По обеим сторонам дороги выстроились солдаты с автоматами, и почти на каждый десяток этих солдат один держал на поводке овчарку. Позади этапа и несколько поодаль от него дорогу перекрывал пикет из нескольких солдат с винтовками и двумя «дегтярами» на рассошках.

Сидящие на земле пятерки заключенных по команде вставали, подходили к столику и становились к нему в очередь. И каждый в порядке этой очереди произносил нечто вроде рапорта, начинающегося со слов: «Заключенный, личный номер такой-то…» Затем следовала фамилия, имя, отчество, год рождения, статья, срок и прочие «установочные данные заключенного», его «позывные», как их называли в лагере. Всё это, кроме «личного» номера, для старых лагерников было делом привычным. Но на номере, хотя его можно было считать с собственного колена или шапки, чуть не все эти люди сбивались и путались, как путались когда-то на своих «позывных». Таково действие психологического отвращения.
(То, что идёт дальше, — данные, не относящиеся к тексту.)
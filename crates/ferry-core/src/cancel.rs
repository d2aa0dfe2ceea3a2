//! Cooperative cancellation.

use std::sync::Arc;
use std::sync::atomic::{AtomicBool, Ordering};

/// Shared cancellation flag.
///
/// Pipelines poll it between chunks and the scheduler checks it before every
/// admission. Setting it never interrupts a chunk in progress.
#[derive(Debug, Clone, Default)]
pub struct CancelFlag(Arc<AtomicBool>);

impl CancelFlag {
    /// Create an unset flag.
    #[must_use]
    pub fn new() -> Self {
        Self::default()
    }

    /// Request cancellation.
    pub fn cancel(&self) {
        self.0.store(true, Ordering::Relaxed);
    }

    /// Whether cancellation was requested.
    #[must_use]
    pub fn is_cancelled(&self) -> bool {
        self.0.load(Ordering::Relaxed)
    }

    /// The underlying flag, as polled by the file pipelines.
    #[must_use]
    pub fn as_atomic(&self) -> &AtomicBool {
        &self.0
    }
}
Однако начальник здешней учетно-распределительной части, молодой старший лейтенант с писарскими усиками, добивался, чтобы ритуал представления заключенного своему новому начальству соблюдался в точности. Свою службу в лагере бывший штабной только еще начинал, и власть над людьми, из которых многие были более чем вдвое старше его, ему явно нравилась. Сбивавшихся ретивый лейтенант заставлял отойти от стола, подойти снова и с самого начала повторить унылую тираду. Повторно у большинства она получалась еще хуже. От чувства унижения у некоторых срывался даже голос, и они начинали путать уже всё, включая статью, по которой был осужден, и год своего рождения. В таких случаях начальник УРЧ делал по адресу путаника-недотепы насмешливые замечания с явной претензией на колкость и остроумие. Когда, например, Ка-шестьсот тринадцатый, тот старый агроном, которому в дороге сулили надеть наручники, всё забывал начать свой рапорт со слова «заключенный», начальник спросил его, сколько лет он уже сидит в лагере?